Helium is a monatomic gas. Therefore, it has three degrees of freedom, i.e. $f_1=3$
This means that $C_{P,1}=({\displaystyle \frac{f_1}{2}}+1)R=({\displaystyle \frac{3}{2}}+1)R={\displaystyle \frac{5}{2}}R$
And $C_{V,1}={\displaystyle \frac{f_1}{2}}R={\displaystyle \frac{3}{2}}R$.

Oxygen is a diatomic gas.

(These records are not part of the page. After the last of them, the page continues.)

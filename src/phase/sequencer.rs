//! Phase sequencer: the workout state machine.
//!
//! [`advance`] is a pure, total function from a position to the next
//! position (or completion). Natural expiry and skip both go through it,
//! so a skipped phase never takes a different path than an expired one.
//!
//! Precedence when a work phase ends: set boundary, then exercise
//! boundary, then round boundary. Rest only occurs between two sets of
//! the same exercise and round rest only between two rounds, which is
//! what makes the visited durations add up to
//! [`total_duration`](crate::plan::total_duration).

use serde::Serialize;

use crate::plan::WorkoutPlan;

use super::position::{PhaseKind, Position};

/// Outcome of advancing past the current phase.
#[derive(Debug, Clone, Copy, PartialEq, Eq)]
pub enum Advance {
    /// The workout continues at this position
    Next(Position),
    /// The last work phase of the last round has ended
    Completed,
}

/// Computes the position that follows `position` in `plan`.
///
/// A position whose exercise index is out of range is treated as the end
/// of the workout.
#[must_use]
pub fn advance(plan: &WorkoutPlan, position: Position) -> Advance {
    let Position {
        exercise_index,
        set,
        round,
        kind,
    } = position;

    match kind {
        PhaseKind::Work => {
            let Some(exercise) = plan.exercises.get(exercise_index) else {
                return Advance::Completed;
            };
            if set < exercise.sets {
                Advance::Next(Position {
                    kind: PhaseKind::Rest,
                    ..position
                })
            } else if exercise_index + 1 < plan.exercises.len() {
                Advance::Next(Position {
                    exercise_index: exercise_index + 1,
                    set: 1,
                    round,
                    kind: PhaseKind::Work,
                })
            } else if round < plan.round_count {
                // Round not incremented until the round rest ends.
                Advance::Next(Position {
                    exercise_index: 0,
                    set: 1,
                    round,
                    kind: PhaseKind::InterRoundRest,
                })
            } else {
                Advance::Completed
            }
        }
        PhaseKind::Rest => Advance::Next(Position {
            set: set + 1,
            kind: PhaseKind::Work,
            ..position
        }),
        PhaseKind::InterRoundRest => Advance::Next(Position {
            exercise_index: 0,
            set: 1,
            round: round + 1,
            kind: PhaseKind::Work,
        }),
    }
}

/// Iterator over every position of a plan, in execution order.
///
/// Yields nothing for a plan that is not runnable.
#[derive(Debug, Clone)]
pub struct Phases<'a> {
    plan: &'a WorkoutPlan,
    next: Option<Position>,
}

impl<'a> Phases<'a> {
    /// Starts iterating at [`Position::START`].
    #[must_use]
    pub fn new(plan: &'a WorkoutPlan) -> Self {
        Self {
            plan,
            next: plan.is_runnable().then_some(Position::START),
        }
    }
}

impl Iterator for Phases<'_> {
    type Item = Position;

    fn next(&mut self) -> Option<Position> {
        let current = self.next?;
        self.next = match advance(self.plan, current) {
            Advance::Next(p) => Some(p),
            Advance::Completed => None,
        };
        Some(current)
    }
}

/// One row of a workout timeline.
#[derive(Debug, Clone, PartialEq, Eq, Serialize)]
pub struct OutlineEntry {
    /// Seconds from workout start at which this phase begins
    pub starts_at: u64,
    /// The phase position
    pub position: Position,
    /// Exercise name (empty for round rest)
    pub exercise_name: String,
    /// Phase length in seconds
    pub duration_secs: u32,
}

/// Full timeline of a plan, including zero-length phases.
#[must_use]
pub fn outline(plan: &WorkoutPlan) -> Vec<OutlineEntry> {
    let mut starts_at = 0u64;
    Phases::new(plan)
        .map(|position| {
            let duration_secs = position.duration(plan);
            let exercise_name = match position.kind {
                PhaseKind::InterRoundRest => String::new(),
                PhaseKind::Work | PhaseKind::Rest => position
                    .exercise(plan)
                    .map(|e| e.name.clone())
                    .unwrap_or_default(),
            };
            let entry = OutlineEntry {
                starts_at,
                position,
                exercise_name,
                duration_secs,
            };
            starts_at += u64::from(duration_secs);
            entry
        })
        .collect()
}
//! Session state and its read-only snapshot.

use serde::Serialize;

use crate::phase::{Phase, Position};
use crate::plan::{Exercise, WorkoutPlan, total_duration};

/// Coarse session status.
#[derive(Debug, Clone, Copy, PartialEq, Eq, Serialize)]
#[serde(rename_all = "snake_case")]
pub enum SessionStatus {
    /// Not started, reset, or completed
    Idle,
    /// Counting down
    Running,
    /// Started but holding
    Paused,
}

impl std::fmt::Display for SessionStatus {
    fn fmt(&self, f: &mut std::fmt::Formatter<'_>) -> std::fmt::Result {
        f.write_str(match self {
            Self::Idle => "idle",
            Self::Running => "running",
            Self::Paused => "paused",
        })
    }
}

/// Live countdown state of one session.
///
/// `paused` is only ever set while `running` is.
#[derive(Debug, Clone, PartialEq, Eq)]
pub struct SessionState {
    /// Plan being run
    pub plan: WorkoutPlan,
    /// Active phase
    pub position: Position,
    /// Seconds left in the active phase
    pub remaining_secs: u32,
    /// Seconds accounted to the session so far
    pub elapsed_secs: u64,
    /// Whether the session has been started
    pub running: bool,
    /// Whether a running session is holding
    pub paused: bool,
}

impl SessionState {
    /// Idle state at the first phase of `plan`.
    #[must_use]
    pub fn new(plan: WorkoutPlan) -> Self {
        let remaining_secs = plan.initial_remaining();
        Self {
            plan,
            position: Position::START,
            remaining_secs,
            elapsed_secs: 0,
            running: false,
            paused: false,
        }
    }

    /// Returns to the first phase, keeping the plan.
    pub fn rewind(&mut self) {
        self.position = Position::START;
        self.remaining_secs = self.plan.initial_remaining();
        self.elapsed_secs = 0;
        self.running = false;
        self.paused = false;
    }

    /// Coarse status derived from the flags.
    #[must_use]
    pub const fn status(&self) -> SessionStatus {
        match (self.running, self.paused) {
            (false, _) => SessionStatus::Idle,
            (true, false) => SessionStatus::Running,
            (true, true) => SessionStatus::Paused,
        }
    }

    /// Whether the clock should be ticking.
    #[must_use]
    pub const fn is_ticking(&self) -> bool {
        self.running && !self.paused
    }

    /// Exercise at the current position, if any.
    #[must_use]
    pub fn current_exercise(&self) -> Option<&Exercise> {
        self.position.exercise(&self.plan)
    }
}

/// Point-in-time view of a session, as a timer display needs it.
#[derive(Debug, Clone, PartialEq, Serialize)]
pub struct SessionSnapshot {
    pub plan_name: String,
    pub position: Position,
    pub phase: Phase,
    pub current_exercise: Option<String>,
    pub remaining_secs: u32,
    pub elapsed_secs: u64,
    pub total_secs: u64,
    /// `total_secs - elapsed_secs`
    pub remaining_total: u64,
    pub status: SessionStatus,
    /// Fraction of the active phase still left, 0.0 to 1.0
    pub phase_progress: f64,
    /// Fraction of the workout done, 0.0 to 1.0
    pub overall_progress: f64,
}

impl SessionSnapshot {
    /// Captures `state`.
    #[must_use]
    #[allow(clippy::cast_precision_loss)]
    pub fn capture(state: &SessionState) -> Self {
        let phase = state.position.phase(&state.plan);
        let total_secs = total_duration(&state.plan);
        let phase_progress = if phase.duration_secs == 0 {
            0.0
        } else {
            f64::from(state.remaining_secs) / f64::from(phase.duration_secs)
        };
        let overall_progress = if total_secs == 0 {
            0.0
        } else {
            (state.elapsed_secs as f64 / total_secs as f64).min(1.0)
        };
        Self {
            plan_name: state.plan.name.clone(),
            position: state.position,
            phase,
            current_exercise: state.current_exercise().map(|e| e.name.clone()),
            remaining_secs: state.remaining_secs,
            elapsed_secs: state.elapsed_secs,
            total_secs,
            remaining_total: total_secs.saturating_sub(state.elapsed_secs),
            status: state.status(),
            phase_progress,
            overall_progress,
        }
    }
}
//! Workout history and daily streak
//!
//! A session reports each completed workout to a [`HistoryRecorder`]
//! exactly once. [`WorkoutLog`] is the bundled recorder state: one entry
//! per calendar day and a streak of consecutive workout days.

use std::path::Path;
use std::sync::{Mutex, PoisonError};

use chrono::{Local, NaiveDate};
use serde::{Deserialize, Serialize};
use tracing::{debug, info};

use crate::error::HistoryError;
use crate::plan::WorkoutPlan;

/// Receives completed workouts.
pub trait HistoryRecorder: Send + Sync {
    /// Called once for every session that reaches completion.
    fn record_completion(&self, plan: &WorkoutPlan);
}

/// Recorder that keeps nothing.
#[derive(Debug, Clone, Copy, Default)]
pub struct NoopRecorder;

impl HistoryRecorder for NoopRecorder {
    fn record_completion(&self, _plan: &WorkoutPlan) {}
}

/// One completed workout.
#[derive(Debug, Clone, PartialEq, Eq, Serialize, Deserialize)]
pub struct HistoryEntry {
    /// Calendar day of completion
    pub date: NaiveDate,
    /// Name of the plan
    pub workout_name: String,
    /// Number of exercises in the plan
    pub exercise_count: usize,
}

/// Consecutive-day streak.
#[derive(Debug, Clone, Copy, Default, PartialEq, Eq, Serialize, Deserialize)]
pub struct Streak {
    /// Number of consecutive days with a workout
    pub current: u32,
    /// Day of the most recent workout
    pub last_workout: Option<NaiveDate>,
}

/// Completion history with streak tracking.
#[derive(Debug, Clone, Default, PartialEq, Eq, Serialize, Deserialize)]
pub struct WorkoutLog {
    entries: Vec<HistoryEntry>,
    streak: Streak,
}

impl WorkoutLog {
    /// Creates an empty log.
    #[must_use]
    pub fn new() -> Self {
        Self::default()
    }

    /// Records a completed workout on `today`.
    ///
    /// At most one entry is kept per day. The streak is unchanged for a
    /// second workout on the same day, grows by one when the previous
    /// workout was yesterday, and restarts at 1 otherwise.
    pub fn record(&mut self, plan: &WorkoutPlan, today: NaiveDate) {
        if self.entries.iter().any(|e| e.date == today) {
            debug!(%today, "workout already recorded today");
        } else {
            self.entries.push(HistoryEntry {
                date: today,
                workout_name: plan.name.clone(),
                exercise_count: plan.exercises.len(),
            });
        }

        let current = match self.streak.last_workout {
            Some(last) if last == today => return,
            Some(last) if is_day_before(last, today) => self.streak.current.saturating_add(1),
            _ => 1,
        };
        self.streak = Streak {
            current,
            last_workout: Some(today),
        };
        info!(streak = current, "workout streak updated");
    }

    /// Streak as seen on `today`: 0 once a day has been missed.
    #[must_use]
    pub fn current_streak(&self, today: NaiveDate) -> u32 {
        match self.streak.last_workout {
            Some(last) if last == today || is_day_before(last, today) => self.streak.current,
            _ => 0,
        }
    }

    /// All recorded entries, oldest first.
    #[must_use]
    pub fn entries(&self) -> &[HistoryEntry] {
        &self.entries
    }

    /// Raw streak data.
    #[must_use]
    pub const fn streak(&self) -> Streak {
        self.streak
    }

    /// Reads a log from a JSON file; a missing file yields an empty log.
    ///
    /// # Errors
    ///
    /// Returns an error if the file exists but cannot be read or parsed.
    pub fn load(path: &Path) -> Result<Self, HistoryError> {
        match std::fs::read_to_string(path) {
            Ok(raw) => Ok(serde_json::from_str(&raw)?),
            Err(e) if e.kind() == std::io::ErrorKind::NotFound => Ok(Self::new()),
            Err(e) => Err(e.into()),
        }
    }

    /// Writes the log as pretty JSON.
    ///
    /// # Errors
    ///
    /// Returns an error if serialization or the write fails.
    pub fn save(&self, path: &Path) -> Result<(), HistoryError> {
        let json = serde_json::to_string_pretty(self)?;
        std::fs::write(path, json)?;
        Ok(())
    }
}

fn is_day_before(earlier: NaiveDate, later: NaiveDate) -> bool {
    earlier.succ_opt() == Some(later)
}

/// Mutex-guarded [`WorkoutLog`] recording against the local calendar.
#[derive(Debug, Default)]
pub struct SharedLog {
    log: Mutex<WorkoutLog>,
}

impl SharedLog {
    /// Wraps an existing log.
    #[must_use]
    pub const fn new(log: WorkoutLog) -> Self {
        Self {
            log: Mutex::new(log),
        }
    }

    /// Returns a copy of the current log.
    #[must_use]
    pub fn snapshot(&self) -> WorkoutLog {
        self.log
            .lock()
            .unwrap_or_else(PoisonError::into_inner)
            .clone()
    }
}

impl HistoryRecorder for SharedLog {
    fn record_completion(&self, plan: &WorkoutPlan) {
        let today = Local::now().date_naive();
        self.log
            .lock()
            .unwrap_or_else(PoisonError::into_inner)
            .record(plan, today);
    }
}
//! JSONL workout log.
//!
//! [`EventLog`] is a [`Notifier`] that only queues events. A blocking
//! writer task drains the queue and appends one JSON line per event,
//! tagged with a sequence number, the wall-clock time and the event's
//! [`Cue`]. Session operations never wait on the file.

use std::io::{BufWriter, Write};
use std::path::Path;

use chrono::{DateTime, Utc};
use serde::Serialize;
use tokio::sync::mpsc;
use tokio::task::JoinHandle;

use super::{Cue, Notifier, WorkoutEvent};

#[derive(Debug, Serialize)]
struct LogLine<'a> {
    sequence: u64,
    timestamp: DateTime<Utc>,
    cue: Cue,
    #[serde(flatten)]
    event: &'a WorkoutEvent,
}

/// Queueing end of a JSONL workout log.
///
/// Events sent after the writer has failed are dropped.
#[derive(Debug, Clone)]
pub struct EventLog {
    tx: mpsc::UnboundedSender<WorkoutEvent>,
}

/// Writer task of an [`EventLog`].
#[derive(Debug)]
pub struct LogWriter {
    handle: JoinHandle<std::io::Result<u64>>,
}

impl EventLog {
    /// Starts a writer task appending to `writer`.
    ///
    /// Must be called from within a Tokio runtime.
    pub fn spawn<W>(writer: W) -> (Self, LogWriter)
    where
        W: Write + Send + 'static,
    {
        let (tx, mut rx) = mpsc::unbounded_channel::<WorkoutEvent>();
        let handle = tokio::task::spawn_blocking(move || {
            let mut out = BufWriter::new(writer);
            let mut sequence = 0u64;
            while let Some(event) = rx.blocking_recv() {
                let line = LogLine {
                    sequence,
                    timestamp: Utc::now(),
                    cue: event.cue(),
                    event: &event,
                };
                serde_json::to_writer(&mut out, &line)?;
                out.write_all(b"\n")?;
                out.flush()?;
                sequence += 1;
            }
            out.flush()?;
            Ok(sequence)
        });
        (Self { tx }, LogWriter { handle })
    }

    /// Creates (or truncates) the file at `path` and starts writing to it.
    ///
    /// # Errors
    ///
    /// Returns an I/O error if the file cannot be created.
    pub fn create(path: &Path) -> std::io::Result<(Self, LogWriter)> {
        let file = std::fs::File::create(path)?;
        Ok(Self::spawn(file))
    }
}

impl Notifier for EventLog {
    fn notify(&self, event: &WorkoutEvent) {
        if self.tx.send(event.clone()).is_err() {
            tracing::trace!("event log writer stopped");
        }
    }
}

impl LogWriter {
    /// Waits until every [`EventLog`] handle is dropped and the queue is
    /// written out. Returns the number of lines written.
    ///
    /// # Errors
    ///
    /// Returns the first write error, or an error if the task panicked.
    pub async fn finish(self) -> std::io::Result<u64> {
        self.handle.await.map_err(std::io::Error::other)?
    }
}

Therefore, it has five degrees of freedom, i.e. $f_2=5$
This means that $C_{P,2}=({\displaystyle \frac{f_2}{2}}+1)R=({\displaystyle \frac{5}{2}}+1)R={\displaystyle \frac{7}{2}}R$
And $C_{V,2}={\displaystyle \frac{f_2}{2}}R={\displaystyle \frac{5}{2}}R$.
Therefore, $C_{V,mix}={\displaystyle \frac{n_1{C}_{V,1}+n_2{C}_{V,2}}{n_1+n_2}}$
Substitute the known values.
 $\Rightarrow C_{V,mix}={\displaystyle \frac{(1)\left({\displaystyle \frac{3}{2}}R\right)+(2)\left({\displaystyle \frac{5}{2}}R\right)}{1+2}}={\displaystyle \frac{13}{6}}R$
And
$C_{P,mix}={\displaystyle \frac{n_1{C}_{P,1}+n_2{C}_{P,2}}{n_1+n_2}}$
$\Rightarrow C_{P,mix}={\displaystyle \frac{(1)\left({\displaystyle \frac{5}{2}}R\right)+(2)\left({\displaystyle \frac{7}{2}}R\right)}{1+2}}={\displaystyle \frac{19}{6}}R$.

Now, this means that
${\gamma }_{mix}={\displaystyle \frac{C_{P,mix}}{C_{V,mix}}}={\displaystyle \frac{{\displaystyle \frac{19}{6}}R}{{\displaystyle \frac{13}{6}}R}}={\displaystyle \frac{19}{13}}$
It is given that the temperature of the mixture is ${27}^{\circ }C$.
$\Rightarrow T={27}^{\circ }C=300K$.
The value of gas constant $R=8.31J{K}^{-1}$.
Now, substitute all the known values in equation (i).
 $$\begin{gathered} \Rightarrow v=\sqrt{{\displaystyle \frac{{\displaystyle \frac{19}{13}}\times 8.31\times 300}{{\displaystyle \frac{68}{3}}\times {10}^{-3}}}} \\ \therefore v=400.9\approx 401m{s}^{-1} \end{gathered}$$
This means that the speed of the sound waves in the given mixture is $401m{s}^{-1}$.

Hence, the correct option is A.

Note: Some students can mismatch the formulae for the specific heat capacities of a gas at constant pressure and at constant volume. So they have to be careful with these formulas. Note that in formulae involving temperature, we must always substitute the value of temperature in the unit of Kelvin and not any other given unit.